Everything is just so wrong. How did this even start? Why did I let this start? One moment of weakness, of temptation, and I end up here. Giving in once led to me doing it again and again, making the one time thing becoming more and more serious every moment. Until that one day when I gave in completely. I had been so happy at that moment, loving everything about it. What an utter fool I had been.

I mean, how could I just let myself do this? I was raised better than this! Stay enclosed in a hard shell and let no one in. That is how you protect the ones you love. Right?

I cannot do it.

I cannot walk down those stairs in that big white gown, see all those people there, and I certainly cannot say those words. Who would have thought that I, Ziva David, would ever be frightened, especially by two itty, bitty words? Well, I am.

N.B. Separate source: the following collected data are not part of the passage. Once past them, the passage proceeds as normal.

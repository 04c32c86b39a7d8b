//! Query-related data models.
//!
//! This module defines typed parameter values and the generic row shape
//! query results are materialized into.

use crate::error::{FbError, FbResult};
use chrono::{DateTime, NaiveDateTime, Utc};
use serde::Serialize;
use serde_json::Value as JsonValue;

/// A decoded result row: lower-cased column name to scalar, in column order.
pub type Row = serde_json::Map<String, JsonValue>;

/// Rows in cursor order.
pub type ResultSet = Vec<Row>;

/// A parameter value for parameterized statements and procedure calls.
#[derive(Debug, Clone, PartialEq, Serialize)]
#[serde(untagged)]
pub enum ParamValue {
    /// NULL value
    Null,
    Int(i32),
    Long(i64),
    Bool(bool),
    Double(f64),
    /// Bound as an epoch-millisecond timestamp
    Timestamp(DateTime<Utc>),
    /// Long text is streamed as a blob
    Text(String),
}

impl ParamValue {
    /// Check if this parameter is null.
    pub fn is_null(&self) -> bool {
        matches!(self, Self::Null)
    }

    /// Get the type name of this parameter for debugging.
    pub fn type_name(&self) -> &'static str {
        match self {
            Self::Null => "null",
            Self::Int(_) => "int",
            Self::Long(_) => "long",
            Self::Bool(_) => "bool",
            Self::Double(_) => "double",
            Self::Timestamp(_) => "timestamp",
            Self::Text(_) => "string",
        }
    }

    /// Convert an untyped JSON value.
    ///
    /// Integers that fit in 32 bits become [`ParamValue::Int`], wider ones
    /// [`ParamValue::Long`]. Arrays, objects and integers beyond the i64 range
    /// have no binding and fail with `UnsupportedParameterType`.
    pub fn from_json(name: &str, value: &JsonValue) -> FbResult<Self> {
        match value {
            JsonValue::Null => Ok(Self::Null),
            JsonValue::Bool(b) => Ok(Self::Bool(*b)),
            JsonValue::Number(n) => {
                if let Some(v) = n.as_i64() {
                    Ok(i32::try_from(v).map_or(Self::Long(v), Self::Int))
                } else if n.is_u64() {
                    Err(FbError::unsupported_parameter(name, "u64"))
                } else {
                    n.as_f64()
                        .map(Self::Double)
                        .ok_or_else(|| FbError::unsupported_parameter(name, "number"))
                }
            }
            JsonValue::String(s) => Ok(Self::Text(s.clone())),
            JsonValue::Array(_) => Err(FbError::unsupported_parameter(name, "array")),
            JsonValue::Object(_) => Err(FbError::unsupported_parameter(name, "object")),
        }
    }
}

impl From<i32> for ParamValue {
    fn from(v: i32) -> Self {
        Self::Int(v)
    }
}

impl From<i64> for ParamValue {
    fn from(v: i64) -> Self {
        Self::Long(v)
    }
}

/// Short integers go through the 64-bit path.
impl From<i16> for ParamValue {
    fn from(v: i16) -> Self {
        Self::Long(v.into())
    }
}

impl From<bool> for ParamValue {
    fn from(v: bool) -> Self {
        Self::Bool(v)
    }
}

impl From<f64> for ParamValue {
    fn from(v: f64) -> Self {
        Self::Double(v)
    }
}

impl From<DateTime<Utc>> for ParamValue {
    fn from(v: DateTime<Utc>) -> Self {
        Self::Timestamp(v)
    }
}

impl From<NaiveDateTime> for ParamValue {
    fn from(v: NaiveDateTime) -> Self {
        Self::Timestamp(v.and_utc())
    }
}

impl From<&str> for ParamValue {
    fn from(v: &str) -> Self {
        Self::Text(v.to_string())
    }
}

impl From<String> for ParamValue {
    fn from(v: String) -> Self {
        Self::Text(v)
    }
}

impl<T: Into<ParamValue>> From<Option<T>> for ParamValue {
    fn from(v: Option<T>) -> Self {
        v.map_or(Self::Null, Into::into)
    }
}

/// A named parameter. The name is informational; binding is positional.
#[derive(Debug, Clone, PartialEq, Serialize)]
pub struct Parameter {
    pub name: String,
    pub value: ParamValue,
}

/// Ordered parameter list; position `i` binds placeholder `i + 1`.
#[derive(Debug, Clone, Default, PartialEq, Serialize)]
#[serde(transparent)]
pub struct ParameterList {
    params: Vec<Parameter>,
}

impl ParameterList {
    pub fn new() -> Self {
        Self::default()
    }

    /// Add a parameter to this list.
    pub fn with(mut self, name: impl Into<String>, value: impl Into<ParamValue>) -> Self {
        self.push(name, value);
        self
    }

    pub fn push(&mut self, name: impl Into<String>, value: impl Into<ParamValue>) {
        self.params.push(Parameter {
            name: name.into(),
            value: value.into(),
        });
    }

    pub fn len(&self) -> usize {
        self.params.len()
    }

    pub fn is_empty(&self) -> bool {
        self.params.is_empty()
    }

    pub fn iter(&self) -> std::slice::Iter<'_, Parameter> {
        self.params.iter()
    }

    /// Build a list from a JSON object, keeping its key order.
    pub fn from_json(map: &serde_json::Map<String, JsonValue>) -> FbResult<Self> {
        let params = map
            .iter()
            .map(|(name, value)| {
                Ok(Parameter {
                    name: name.clone(),
                    value: ParamValue::from_json(name, value)?,
                })
            })
            .collect::<FbResult<Vec<_>>>()?;
        Ok(Self { params })
    }
}

impl<'a> IntoIterator for &'a ParameterList {
    type Item = &'a Parameter;
    type IntoIter = std::slice::Iter<'a, Parameter>;

    fn into_iter(self) -> Self::IntoIter {
        self.params.iter()
    }
}

impl<K: Into<String>, V: Into<ParamValue>> FromIterator<(K, V)> for ParameterList {
    fn from_iter<I: IntoIterator<Item = (K, V)>>(iter: I) -> Self {
        let mut list = Self::new();
        for (k, v) in iter {
            list.push(k, v);
        }
        list
    }
}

I am not this type of person. I never got all dressed up unless I have to; I never expressed my emotions; and I certainly never, ever imagined myself standing here, in this spot, right now. I was the tough girl, the girl that could hold her own. Never had a man ever intimidated me, not once.

Well, except for him. But it did not matter. This was not like me, and this was most definitely not where I thought I would end up.

I cannot do it.

Never has something scared me so much, never someone. This is useless! I need to stop this. I need to go home and get far away from here, far, far away.

Okay, I will just grab my… Oh, shoot, someone is knocking.

"Ziva, can I come in?"

"Uh… sure, Abby."

I hear the doorknob turn a little, and through the mirror I see Abby enter.

"Wow, Ziva, you look… well amazing! Not that you don't always, but… wow."

"Thanks, Abby." I mumble hoping she can hear it while I turn to face her. I hate when people tell be I look nice. It just makes me feel odd.

"So, uh, I just came in to tell you that everything is ready. Your dad is right outside the door, waiting. We don't have that much time to delay, people are getting restless. So, are you ready?"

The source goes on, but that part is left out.